Segment Start: The data
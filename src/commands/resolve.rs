//! Resolve command: shows where each instance's bits come from

use crate::cli::ResolveArgs;
use crate::config::MigrationConfig;
use crate::error::Result;
use crate::migration::{BitsMigration, MigrationPlan};
use crate::state::{InstanceState, StateDocument};

/// Run resolve command
pub fn run(config: MigrationConfig, args: ResolveArgs) -> Result<()> {
    let document = StateDocument::load(&args.state)?;
    let migration = BitsMigration::new(config)?;

    for instance in document.instances() {
        let plan = migration.plan(instance)?;
        println!("{}", describe(instance, &plan));
    }

    Ok(())
}

/// Human-readable summary of one instance's plan
pub fn describe(instance: &InstanceState, plan: &MigrationPlan) -> String {
    let id = if instance.is_empty() {
        "(empty)"
    } else {
        instance.id.as_str()
    };

    match plan {
        MigrationPlan::Noop => format!("{id}\n  nothing to migrate"),
        MigrationPlan::Direct { uri } => format!(
            "{id}\n  source: {}\n  action: reference remote zip\n  path:   {}",
            uri.redacted(),
            uri.redacted()
        ),
        MigrationPlan::Materialize { uri, output } => format!(
            "{id}\n  source: {}\n  action: fetch and archive\n  path:   {}",
            uri.redacted(),
            output.display()
        ),
    }
}
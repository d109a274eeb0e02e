//! BLAKE3 hashing of fetched content
//!
//! The digest becomes `source_code_hash`, so it must only depend on the
//! content tree: relative paths and file bytes, never timestamps or
//! directory iteration order.

use std::fs::File;
use std::io::{BufReader, Read};
use std::path::Path;

use blake3::Hasher;
use walkdir::{DirEntry, WalkDir};

use crate::error::{BitsError, Result};
use crate::path_utils::to_forward_slashes;

/// Hash prefix for BLAKE3 hashes
pub const HASH_PREFIX: &str = "blake3:";

/// Version control metadata never counts as content
pub const EXCLUDED_DIR: &str = ".git";

/// Whether a walked entry belongs to the content tree
pub fn is_content(entry: &DirEntry) -> bool {
    !(entry.file_type().is_dir() && entry.file_name() == EXCLUDED_DIR)
}

/// Calculate the BLAKE3 hash of a directory's contents
///
/// This hashes all files in the directory recursively, sorted by path
/// for deterministic results. `.git` directories are skipped.
pub fn hash_directory(path: &Path) -> Result<String> {
    if !path.is_dir() {
        return Err(BitsError::Filesystem {
            path: path.display().to_string(),
            reason: "not a directory".to_string(),
        });
    }

    let mut hasher = Hasher::new();
    let mut files: Vec<_> = WalkDir::new(path)
        .into_iter()
        .filter_entry(is_content)
        .filter_map(std::result::Result::ok)
        .filter(|e| e.file_type().is_file())
        .collect();

    // Sort for deterministic hashing
    files.sort_by_key(|e| e.path().to_path_buf());

    for entry in files {
        let file_path = entry.path();

        // Include relative path in hash for uniqueness
        let relative_path = to_forward_slashes(file_path.strip_prefix(path).unwrap_or(file_path));
        hasher.update(relative_path.as_bytes());
        hasher.update(b"\0"); // null separator

        hash_file_into(&mut hasher, file_path)?;

        hasher.update(b"\0"); // null separator between files
    }

    Ok(format!("{}{}", HASH_PREFIX, hasher.finalize().to_hex()))
}

fn hash_file_into(hasher: &mut Hasher, path: &Path) -> Result<()> {
    let read_failed = |e: std::io::Error| BitsError::Filesystem {
        path: path.display().to_string(),
        reason: e.to_string(),
    };

    let mut reader = BufReader::new(File::open(path).map_err(read_failed)?);
    let mut buffer = [0u8; 8192];

    loop {
        let bytes_read = reader.read(&mut buffer).map_err(read_failed)?;
        if bytes_read == 0 {
            break;
        }
        hasher.update(&buffer[..bytes_read]);
    }

    Ok(())
}
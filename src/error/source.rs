//! Source URL parsing errors

use super::BitsError;

/// Creates an error for a source that does not parse into a URI
pub fn invalid_url(url: impl Into<String>, reason: impl Into<String>) -> BitsError {
    BitsError::InvalidUrl {
        url: url.into(),
        reason: reason.into(),
    }
}
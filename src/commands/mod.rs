//! Command implementations for the bits-migrate CLI

pub mod completions;
pub mod migrate;
pub mod resolve;
pub mod version;
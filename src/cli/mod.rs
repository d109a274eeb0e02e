//! CLI definitions using clap derive API
//!
//! This module is organized into submodules for each command's argument types:
//! - migrate: Migrate command arguments
//! - resolve: Resolve command arguments
//! - completions: Completions command arguments

use clap::builder::{Styles, styling::AnsiColor};
use clap::{Parser, Subcommand};
use std::path::PathBuf;

use crate::config::{DEFAULT_BITS_DIR, MigrationConfig};

pub mod completions;
pub mod migrate;
pub mod resolve;

pub use completions::CompletionsArgs;
pub use migrate::MigrateArgs;
pub use resolve::ResolveArgs;

/// bits-migrate - application bits state migration
#[derive(Parser, Debug)]
#[command(
    name = "bits-migrate",
    author,
    version,
    color = clap::ColorChoice::Always,
    styles = Styles::styled()
        .header(AnsiColor::Green.on_default().bold())
        .usage(AnsiColor::Green.on_default().bold())
        .literal(AnsiColor::Cyan.on_default().bold())
        .placeholder(AnsiColor::Cyan.on_default()),
    about = "Migrate application bits state to path + source_code_hash",
    long_about = "Rewrites resource state that describes application bits with the legacy \
                  url, git or github_release attributes. Remote zip archives are referenced \
                  directly; every other source is fetched and stored as a zip archive under \
                  the bits directory.",
    after_help = "\x1b[1m\x1b[32mExamples:\x1b[0m\n   \
                  bits-migrate resolve state.json                 \x1b[90m# Show where each source comes from\x1b[0m\n   \
                  bits-migrate migrate state.json --dry-run       \x1b[90m# Show planned paths only\x1b[0m\n   \
                  bits-migrate migrate state.json -o new.json     \x1b[90m# Write migrated state elsewhere\x1b[0m\n   \
                  bits-migrate -b /srv/bits migrate state.json    \x1b[90m# Store archives under /srv/bits\x1b[0m\n\n\
                  "
)]
pub struct Cli {
    /// Directory that receives materialized zip archives
    #[arg(
        long,
        short = 'b',
        global = true,
        env = "BITS_MIGRATE_DIR",
        default_value = DEFAULT_BITS_DIR
    )]
    pub bits_dir: PathBuf,

    /// Accept invalid TLS certificates when downloading
    #[arg(long, global = true, env = "BITS_MIGRATE_SKIP_SSL_VALIDATION")]
    pub skip_ssl_validation: bool,

    /// Enable verbose output
    #[arg(long, short = 'v', global = true)]
    pub verbose: bool,

    #[command(subcommand)]
    pub command: Commands,
}

impl Cli {
    /// Migration settings selected on the command line
    pub fn config(&self) -> MigrationConfig {
        MigrationConfig::new(&self.bits_dir).with_skip_ssl_validation(self.skip_ssl_validation)
    }
}

#[derive(Subcommand, Debug)]
pub enum Commands {
    /// Migrate every instance of a state file
    Migrate(MigrateArgs),

    /// Show the resolved source of every instance
    Resolve(ResolveArgs),

    /// Show version information
    #[command(hide = true)]
    Version,

    /// Generate shell completions
    Completions(CompletionsArgs),
}

#[cfg(test)]
mod tests {
    use super::*;
    use serial_test::serial;

    #[test]
    fn test_cli_parsing_migrate() {
        let cli = Cli::try_parse_from(["bits-migrate", "migrate", "state.json"]).unwrap();
        match cli.command {
            Commands::Migrate(args) => {
                assert_eq!(args.state, PathBuf::from("state.json"));
                assert_eq!(args.output, None);
                assert!(!args.dry_run);
            }
            _ => panic!("Expected Migrate command"),
        }
    }

    #[test]
    fn test_cli_parsing_migrate_options() {
        let cli = Cli::try_parse_from([
            "bits-migrate",
            "migrate",
            "state.json",
            "--output",
            "out.json",
            "--dry-run",
        ])
        .unwrap();
        match cli.command {
            Commands::Migrate(args) => {
                assert_eq!(args.output, Some(PathBuf::from("out.json")));
                assert!(args.dry_run);
            }
            _ => panic!("Expected Migrate command"),
        }
    }

    #[test]
    fn test_cli_parsing_resolve() {
        let cli = Cli::try_parse_from(["bits-migrate", "resolve", "state.json"]).unwrap();
        assert!(matches!(cli.command, Commands::Resolve(_)));
    }

    #[test]
    fn test_cli_parsing_version() {
        let cli = Cli::try_parse_from(["bits-migrate", "version"]).unwrap();
        assert!(matches!(cli.command, Commands::Version));
    }

    #[test]
    #[serial]
    fn test_cli_default_config() {
        let cli = Cli::try_parse_from(["bits-migrate", "resolve", "state.json"]).unwrap();
        assert_eq!(cli.config(), MigrationConfig::default());
    }

    #[test]
    fn test_cli_global_options() {
        let cli = Cli::try_parse_from([
            "bits-migrate",
            "-v",
            "-b",
            "/srv/bits",
            "--skip-ssl-validation",
            "migrate",
            "state.json",
        ])
        .unwrap();
        assert!(cli.verbose);
        let config = cli.config();
        assert_eq!(config.bits_dir, PathBuf::from("/srv/bits"));
        assert!(config.skip_ssl_validation);
    }

    #[test]
    #[serial]
    fn test_cli_bits_dir_flag_overrides_env() {
        unsafe {
            std::env::set_var("BITS_MIGRATE_DIR", "/tmp/env-bits");
        }
        let cli = Cli::try_parse_from(["bits-migrate", "-b", "/tmp/flag-bits", "resolve", "s.json"])
            .unwrap();
        assert_eq!(cli.bits_dir, PathBuf::from("/tmp/flag-bits"));
        unsafe {
            std::env::remove_var("BITS_MIGRATE_DIR");
        }
    }

    #[test]
    fn test_cli_parsing_completions() {
        let cli = Cli::try_parse_from(["bits-migrate", "completions", "bash"]).unwrap();
        match cli.command {
            Commands::Completions(args) => {
                assert_eq!(args.shell, "bash");
            }
            _ => panic!("Expected Completions command"),
        }
    }
}
//! Migrate command: rewrites a state file to the new bits attributes

use tracing::info;

use crate::cli::MigrateArgs;
use crate::config::MigrationConfig;
use crate::error::Result;
use crate::migration::{BitsMigration, MigrationPlan};
use crate::state::StateDocument;

/// Run migrate command
pub fn run(config: MigrationConfig, args: MigrateArgs) -> Result<()> {
    let document = StateDocument::load(&args.state)?;
    let migration = BitsMigration::new(config)?;

    if args.dry_run {
        for instance in document.instances() {
            let plan = migration.plan(instance)?;
            println!("{}: {}", instance.id, planned_path(&plan));
        }
        return Ok(());
    }

    let migrated = document.try_map(|instance| migration.migrate(instance))?;

    let output = args.output.as_deref().unwrap_or(args.state.as_path());
    migrated.save(output)?;
    info!(
        instances = migrated.instances().len(),
        output = %output.display(),
        "wrote migrated state"
    );
    println!(
        "Migrated {} instance(s) into {}",
        migrated.instances().len(),
        output.display()
    );

    Ok(())
}

fn planned_path(plan: &MigrationPlan) -> String {
    match plan {
        MigrationPlan::Noop => "unchanged".to_string(),
        MigrationPlan::Direct { uri } => uri.redacted(),
        MigrationPlan::Materialize { output, .. } => output.display().to_string(),
    }
}
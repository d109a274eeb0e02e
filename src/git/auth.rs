//! Git authentication configuration
//!
//! This module handles:
//! - Offering credentials embedded in the source URL
//! - Setting up SSH authentication
//! - Setting up username/password authentication
//! - Credential helper integration
//!
//! URL credentials are offered once. After that, authentication falls back
//! to git's native credential system:
//! - SSH agent and keys from ~/.ssh/
//! - Git credential helpers
//! - Environment variables (`GIT_SSH_COMMAND`, etc.)

use git2::{Cred, CredentialType, Error, ErrorClass, RemoteCallbacks};

use crate::source::Credentials;

fn auth_failed(message: &str) -> Error {
    Error::new(git2::ErrorCode::Auth, ErrorClass::Http, message)
}

fn try_default_credentials() -> Option<Cred> {
    for username in &["git", "anonymous"] {
        if let Ok(cred) = Cred::userpass_plaintext(username, "") {
            return Some(cred);
        }
    }
    None
}

fn try_ssh_credentials(username: &str) -> std::result::Result<Cred, Error> {
    let home = dirs::home_dir().unwrap_or_default();
    let ssh_dir = home.join(".ssh");

    for key_name in &["id_ed25519", "id_rsa", "id_ecdsa"] {
        let private_key = ssh_dir.join(key_name);
        let public_key = ssh_dir.join(format!("{key_name}.pub"));

        if !private_key.exists() {
            continue;
        }

        let public_key_path = public_key.exists().then_some(public_key.as_path());

        if let Ok(cred) = Cred::ssh_key(username, public_key_path, &private_key, None) {
            return Ok(cred);
        }
    }

    Err(auth_failed("SSH key not found"))
}

fn try_user_pass_credentials(
    url: &str,
    username: Option<&str>,
) -> std::result::Result<Cred, Error> {
    let config = match git2::Config::open_default() {
        Ok(cfg) => cfg,
        Err(_) => git2::Config::new().map_err(|e| {
            Error::new(
                git2::ErrorCode::GenericError,
                ErrorClass::Config,
                format!("Failed to create default git config: {e}"),
            )
        })?,
    };

    if let Ok(cred) = Cred::credential_helper(&config, url, username) {
        return Ok(cred);
    }

    if let Some(username) = username {
        if let Ok(cred) = Cred::userpass_plaintext(username, "") {
            return Ok(cred);
        }
    }

    try_default_credentials().ok_or_else(|| auth_failed("authentication failed"))
}

/// Set up authentication callbacks for git operations
///
/// `credentials` come from the source URL userinfo. They are tried first
/// for username/password transports and name the SSH user when the URL
/// itself carries none.
pub fn setup_auth_callbacks(callbacks: &mut RemoteCallbacks<'_>, credentials: Option<Credentials>) {
    let mut offered = false;

    callbacks.credentials(move |url, username_from_url, allowed_types| {
        let username = username_from_url.or(credentials.as_ref().map(|c| c.username.as_str()));

        if allowed_types.contains(CredentialType::USER_PASS_PLAINTEXT) && !offered {
            if let Some(creds) = &credentials {
                offered = true;
                return Cred::userpass_plaintext(
                    &creds.username,
                    creds.password.as_deref().unwrap_or_default(),
                );
            }
        }

        if allowed_types.contains(CredentialType::DEFAULT) {
            return Cred::default();
        }

        if allowed_types.contains(CredentialType::USERNAME) {
            if let Some(username) = username {
                return Cred::username(username);
            }
        }

        if allowed_types.contains(CredentialType::SSH_KEY) {
            return match username {
                Some(username) => {
                    Cred::ssh_key_from_agent(username).or_else(|_| try_ssh_credentials(username))
                }
                None => try_default_credentials().ok_or_else(|| auth_failed("authentication failed")),
            };
        }

        if allowed_types.contains(CredentialType::USER_PASS_PLAINTEXT) {
            return try_user_pass_credentials(url, username);
        }

        Err(auth_failed("authentication failed"))
    });
}
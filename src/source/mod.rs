//! Bits source resolution
//!
//! This module resolves a legacy source descriptor to one canonical URI:
//! - Raw URLs: `https://host/app.zip`, `file:///srv/app`, `./app`
//! - Git repositories: `https://host/repo.git`, `git@host:owner/repo.git`,
//!   local paths, with the branch/tag carried in the fragment
//! - GitHub releases: versioned assets on github.com, latest release via glare
//!
//! ## Module Organization
//!
//! - `uri.rs`: SourceUri type, parsing and display
//! - `github.rs`: Release URL decision table
//! - `resolve.rs`: Descriptor to URI resolution

pub mod github;
pub mod resolve;
pub mod uri;

pub use resolve::resolve;
pub use uri::{Credentials, SourceUri};
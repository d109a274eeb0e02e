//! Source resolution
//!
//! Turns the active legacy descriptor into exactly one [`SourceUri`].

use tracing::debug;

use crate::error::Result;
use crate::git::url::parse_git_url;
use crate::legacy::{GitSpec, GithubReleaseSpec, LegacySource};

use super::github::release_url;
use super::uri::{Credentials, SourceUri};

/// Literal prefix stripped from raw URLs so they parse as local paths
const FILE_PREFIX: &str = "file://";

/// Resolve a legacy descriptor to its canonical URI.
///
/// Returns `Ok(None)` when no descriptor is configured; that is not an
/// error, the resource simply has nothing to migrate.
pub fn resolve(source: &LegacySource) -> Result<Option<SourceUri>> {
    let uri = match source {
        LegacySource::DirectUrl(raw) => resolve_raw_url(raw)?,
        LegacySource::Git(git) => resolve_git(git)?,
        LegacySource::GithubRelease(release) => resolve_github_release(release)?,
        LegacySource::None => return Ok(None),
    };

    debug!(kind = source.kind(), url = %uri.redacted(), "resolved bits source");
    Ok(Some(uri))
}

fn resolve_raw_url(raw: &str) -> Result<SourceUri> {
    let raw = raw.strip_prefix(FILE_PREFIX).unwrap_or(raw);
    SourceUri::parse(raw)
}

/// Git refs travel in the fragment. Branch and tag are concatenated with no
/// separator, so a descriptor that sets both selects `branch ++ tag`.
fn resolve_git(git: &GitSpec) -> Result<SourceUri> {
    let mut uri = parse_git_url(&git.url)?;

    if !git.branch.is_empty() || !git.tag.is_empty() {
        uri = uri.with_fragment(format!("{}{}", git.branch, git.tag));
    }
    if !git.user.is_empty() {
        uri = uri.with_credentials(Credentials::new(&git.user, &git.password));
    }
    Ok(uri)
}

fn resolve_github_release(release: &GithubReleaseSpec) -> Result<SourceUri> {
    let mut uri = SourceUri::parse(&release_url(release))?;

    if !release.user.is_empty() {
        uri = uri.with_credentials(Credentials::new(&release.user, &release.password));
    }
    Ok(uri)
}
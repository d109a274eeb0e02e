//! The bits v2 to v3 migration pipeline
//!
//! read legacy attributes → resolve the source URI → reference it directly
//! or materialize it → rewrite the attributes.
//!
//! The input state is only borrowed. On any error the caller's copy is
//! unchanged and nothing is written to the state store; archives already
//! written under the bits directory stay in place and are overwritten by
//! the next run.

use std::path::PathBuf;

use tracing::{debug, info};

use crate::config::MigrationConfig;
use crate::error::{Result, unsupported_feature};
use crate::fetch::{ContentFetcher, Fetcher};
use crate::legacy::{self, ADD_CONTENT_GROUP};
use crate::materialize::{Materializer, is_remote_zip};
use crate::rewrite::rewrite;
use crate::source::{SourceUri, resolve};
use crate::state::InstanceState;

/// What migrating one instance will do
#[derive(Debug, Clone, PartialEq, Eq)]
pub enum MigrationPlan {
    /// Nothing to migrate: empty state or no source configured
    Noop,
    /// Reference a remote zip as `path`
    Direct { uri: SourceUri },
    /// Fetch the source and write it as an archive at `output`
    Materialize { uri: SourceUri, output: PathBuf },
}

/// Migrates resource instances from the legacy bits schema
pub struct BitsMigration<F: ContentFetcher = Fetcher> {
    config: MigrationConfig,
    fetcher: F,
}

impl BitsMigration<Fetcher> {
    /// Migration with the default multi-protocol fetcher
    pub fn new(config: MigrationConfig) -> Result<Self> {
        let fetcher = Fetcher::new(&config)?;
        Ok(Self::with_fetcher(config, fetcher))
    }
}

impl<F: ContentFetcher> BitsMigration<F> {
    pub fn with_fetcher(config: MigrationConfig, fetcher: F) -> Self {
        Self { config, fetcher }
    }

    pub fn config(&self) -> &MigrationConfig {
        &self.config
    }

    fn materializer(&self) -> Materializer<'_> {
        Materializer::new(&self.fetcher, &self.config.bits_dir)
    }

    /// Decide what [`migrate`](Self::migrate) would do, without fetching
    /// or writing anything.
    pub fn plan(&self, state: &InstanceState) -> Result<MigrationPlan> {
        let Some(uri) = self.source_of(state)? else {
            return Ok(MigrationPlan::Noop);
        };

        if is_remote_zip(&uri) {
            return Ok(MigrationPlan::Direct { uri });
        }
        let output = self.materializer().output_path(&uri);
        Ok(MigrationPlan::Materialize { uri, output })
    }

    /// Migrate one instance, returning the migrated copy.
    ///
    /// Empty instances and instances without a legacy source come back
    /// unchanged. `add_content` is rejected with a non-retryable error.
    pub fn migrate(&self, state: &InstanceState) -> Result<InstanceState> {
        let Some(uri) = self.source_of(state)? else {
            return Ok(state.clone());
        };

        let fragment = self.materializer().materialize(&uri)?;
        let attributes = rewrite(&state.attributes, &fragment);

        info!(id = %state.id, path = %fragment.path, "migrated bits");
        Ok(state.with_attributes(attributes))
    }

    fn source_of(&self, state: &InstanceState) -> Result<Option<SourceUri>> {
        if state.is_empty() {
            debug!("empty instance state; nothing to migrate");
            return Ok(None);
        }

        let bits = legacy::read(&state.attributes)?;
        if bits.has_add_content {
            return Err(unsupported_feature(ADD_CONTENT_GROUP));
        }

        let uri = resolve(&bits.source)?;
        if uri.is_none() {
            debug!(id = %state.id, "no legacy bits source; nothing to migrate");
        }
        Ok(uri)
    }
}
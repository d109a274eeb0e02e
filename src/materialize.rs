//! Artifact materialization
//!
//! Remote zip archives are referenced where they are. Every other source is
//! fetched, hashed and written as a zip archive under the bits directory.

use std::fs::File;
use std::path::{Path, PathBuf};

use tracing::debug;

use crate::error::{Result, fs};
use crate::fetch::{ContentFetcher, HandlerHint};
use crate::output_path::derive;
use crate::source::SourceUri;

/// The v3 attribute values produced for one source
#[derive(Debug, Clone, PartialEq, Eq)]
pub struct BitsFragment {
    /// Remote URL or local archive path
    pub path: String,

    /// Content digest; absent for remote zip references
    pub source_code_hash: Option<String>,
}

/// Whether `uri` is a zip archive that can be referenced remotely as is
pub fn is_remote_zip(uri: &SourceUri) -> bool {
    matches!(uri.scheme(), "http" | "https") && uri.extension() == ".zip"
}

/// Writes fetched content as archives under a bits directory
pub struct Materializer<'a> {
    fetcher: &'a dyn ContentFetcher,
    bits_dir: &'a Path,
}

impl<'a> Materializer<'a> {
    pub fn new(fetcher: &'a dyn ContentFetcher, bits_dir: &'a Path) -> Self {
        Self { fetcher, bits_dir }
    }

    /// Archive location for `uri`, inside the bits directory
    pub fn output_path(&self, uri: &SourceUri) -> PathBuf {
        self.bits_dir.join(derive(uri))
    }

    /// Produce the `path` and `source_code_hash` values for `uri`.
    ///
    /// An existing archive at the output path is overwritten.
    pub fn materialize(&self, uri: &SourceUri) -> Result<BitsFragment> {
        if is_remote_zip(uri) {
            debug!(url = %uri.redacted(), "referencing remote zip directly");
            return Ok(BitsFragment {
                path: uri.to_string(),
                source_code_hash: None,
            });
        }

        let mut session = self.fetcher.open_session(uri, HandlerHint::for_uri(uri))?;
        let digest = session.digest()?;

        let output = self.output_path(uri);
        if let Some(parent) = output.parent() {
            std::fs::create_dir_all(parent).map_err(|e| fs::at(parent, &e))?;
        }
        debug!(output = %output.display(), "writing archive");

        let mut stream = session.zip_stream()?;
        let mut file = File::create(&output).map_err(|e| fs::at(&output, &e))?;
        std::io::copy(&mut stream, &mut file).map_err(|e| fs::at(&output, &e))?;

        Ok(BitsFragment {
            path: output.to_string_lossy().into_owned(),
            source_code_hash: Some(digest),
        })
    }
}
Segment End: The data
> _Work to be completed_
Of the entries above, transcribe exactly those lines that fall between the line containing "URL parsing errors" and the line containing "styles = Styles::styled()", together with those two lines.

> _Reply to the task_
//! Source URL parsing errors

use super::BitsError;

/// Creates an error for a source that does not parse into a URI
pub fn invalid_url(url: impl Into<String>, reason: impl Into<String>) -> BitsError {
    BitsError::InvalidUrl {
        url: url.into(),
        reason: reason.into(),
    }
}
filename src/commands/mod.rs
//! Command implementations for the bits-migrate CLI

pub mod completions;
pub mod migrate;
pub mod resolve;
pub mod version;
filename src/cli/mod.rs
repository d109a274eeb0e02e
//! CLI definitions using clap derive API
//!
//! This module is organized into submodules for each command's argument types:
//! - migrate: Migrate command arguments
//! - resolve: Resolve command arguments
//! - completions: Completions command arguments

use clap::builder::{Styles, styling::AnsiColor};
use clap::{Parser, Subcommand};
use std::path::PathBuf;

use crate::config::{DEFAULT_BITS_DIR, MigrationConfig};

pub mod completions;
pub mod migrate;
pub mod resolve;

pub use completions::CompletionsArgs;
pub use migrate::MigrateArgs;
pub use resolve::ResolveArgs;

/// bits-migrate - application bits state migration
#[derive(Parser, Debug)]
#[command(
    name = "bits-migrate",
    author,
    version,
    color = clap::ColorChoice::Always,
    styles = Styles::styled()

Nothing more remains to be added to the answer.